(Task input begins)

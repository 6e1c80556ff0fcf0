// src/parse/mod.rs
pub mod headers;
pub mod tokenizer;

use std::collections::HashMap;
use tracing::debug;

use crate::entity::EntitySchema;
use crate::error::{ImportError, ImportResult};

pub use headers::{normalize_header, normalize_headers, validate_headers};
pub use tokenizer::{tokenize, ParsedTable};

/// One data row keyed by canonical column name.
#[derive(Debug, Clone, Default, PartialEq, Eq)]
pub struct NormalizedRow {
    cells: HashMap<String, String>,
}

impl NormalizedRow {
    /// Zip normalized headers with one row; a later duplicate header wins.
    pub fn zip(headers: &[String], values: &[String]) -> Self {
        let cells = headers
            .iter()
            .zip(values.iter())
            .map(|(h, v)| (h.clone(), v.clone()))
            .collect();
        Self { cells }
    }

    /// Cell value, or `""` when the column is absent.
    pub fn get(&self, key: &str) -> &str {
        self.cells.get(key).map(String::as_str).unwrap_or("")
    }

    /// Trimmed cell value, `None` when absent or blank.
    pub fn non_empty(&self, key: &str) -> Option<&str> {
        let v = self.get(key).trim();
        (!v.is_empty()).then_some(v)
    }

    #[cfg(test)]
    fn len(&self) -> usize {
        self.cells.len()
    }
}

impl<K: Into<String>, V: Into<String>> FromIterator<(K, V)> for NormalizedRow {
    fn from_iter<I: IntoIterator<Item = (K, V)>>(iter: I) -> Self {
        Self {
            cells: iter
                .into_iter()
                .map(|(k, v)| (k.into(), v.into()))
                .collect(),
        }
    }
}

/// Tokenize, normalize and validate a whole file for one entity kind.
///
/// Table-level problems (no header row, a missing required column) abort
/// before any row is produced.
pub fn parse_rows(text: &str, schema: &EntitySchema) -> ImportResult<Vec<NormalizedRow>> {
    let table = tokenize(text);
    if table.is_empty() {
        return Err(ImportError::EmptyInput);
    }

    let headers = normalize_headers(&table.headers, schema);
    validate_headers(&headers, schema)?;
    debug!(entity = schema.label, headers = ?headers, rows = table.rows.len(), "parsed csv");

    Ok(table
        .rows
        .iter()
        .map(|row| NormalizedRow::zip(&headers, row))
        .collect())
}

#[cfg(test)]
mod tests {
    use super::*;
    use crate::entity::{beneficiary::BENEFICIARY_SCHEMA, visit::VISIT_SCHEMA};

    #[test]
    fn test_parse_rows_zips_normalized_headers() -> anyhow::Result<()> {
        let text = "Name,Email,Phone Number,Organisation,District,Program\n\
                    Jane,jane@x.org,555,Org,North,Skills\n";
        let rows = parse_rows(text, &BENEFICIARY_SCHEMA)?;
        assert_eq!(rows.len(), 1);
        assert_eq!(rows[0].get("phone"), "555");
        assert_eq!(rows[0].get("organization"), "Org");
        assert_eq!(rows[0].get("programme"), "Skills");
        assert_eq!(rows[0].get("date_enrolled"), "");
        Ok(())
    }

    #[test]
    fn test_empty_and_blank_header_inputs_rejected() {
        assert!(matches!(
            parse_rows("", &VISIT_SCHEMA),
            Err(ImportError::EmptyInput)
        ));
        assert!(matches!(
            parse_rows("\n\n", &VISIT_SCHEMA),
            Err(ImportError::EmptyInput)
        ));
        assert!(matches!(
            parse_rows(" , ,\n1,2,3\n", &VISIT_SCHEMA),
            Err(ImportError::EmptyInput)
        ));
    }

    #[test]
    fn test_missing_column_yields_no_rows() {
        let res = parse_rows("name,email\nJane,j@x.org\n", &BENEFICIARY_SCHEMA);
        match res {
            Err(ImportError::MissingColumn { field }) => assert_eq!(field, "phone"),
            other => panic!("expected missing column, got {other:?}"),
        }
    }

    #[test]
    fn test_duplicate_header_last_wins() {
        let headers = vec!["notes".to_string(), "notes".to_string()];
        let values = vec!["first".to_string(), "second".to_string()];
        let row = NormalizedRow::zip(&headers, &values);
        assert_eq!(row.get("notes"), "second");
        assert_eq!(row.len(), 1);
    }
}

(Task input ends)

Exercise instructions:
Scan the records above and show every line in which the word "impl" occurs.

Answer box:
impl NormalizedRow {
impl<K: Into<String>, V: Into<String>> FromIterator<(K, V)> for NormalizedRow {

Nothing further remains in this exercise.